Required work: Figure out how many lines in these records contain "crate". Only the number belongs in the reply.

Collected data:
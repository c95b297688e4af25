use crate::domain::model::{IndexReport, SourceDocument, TransformResult, VectorRecord};
use crate::utils::error::Result;
use async_trait::async_trait;

/// Produces raw documents for indexing. The production implementation
/// reads PDFs from a directory.
#[async_trait]
pub trait DocumentSource: Send + Sync {
    async fn load(&self) -> Result<Vec<SourceDocument>>;
}

/// Maps text to fixed-length vectors. Inference is CPU-bound and
/// synchronous; callers batch texts themselves.
pub trait Embedder: Send + Sync {
    fn dimension(&self) -> usize;
    fn embed(&self, texts: &[String]) -> Result<Vec<Vec<f32>>>;
}

/// Remote vector index: lifecycle plus batched upserts.
#[async_trait]
pub trait VectorStore: Send + Sync {
    /// Create the index if it does not exist. Returns `true` when this
    /// call created it; an existing index is never reconfigured.
    async fn ensure_index(&self, dimension: usize) -> Result<bool>;

    /// Upsert a batch of records, returning the count the service
    /// acknowledged.
    async fn upsert(&self, records: &[VectorRecord]) -> Result<usize>;
}

pub trait ConfigProvider: Send + Sync {
    fn data_dir(&self) -> &str;
    fn index_name(&self) -> &str;
    fn namespace(&self) -> &str;
    fn chunk_size(&self) -> usize;
    fn chunk_overlap(&self) -> usize;
    fn batch_size(&self) -> usize;
}

#[async_trait]
pub trait Pipeline: Send + Sync {
    async fn extract(&self) -> Result<Vec<SourceDocument>>;
    async fn transform(&self, data: Vec<SourceDocument>) -> Result<TransformResult>;
    async fn load(&self, result: TransformResult) -> Result<IndexReport>;
}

Written reply: 2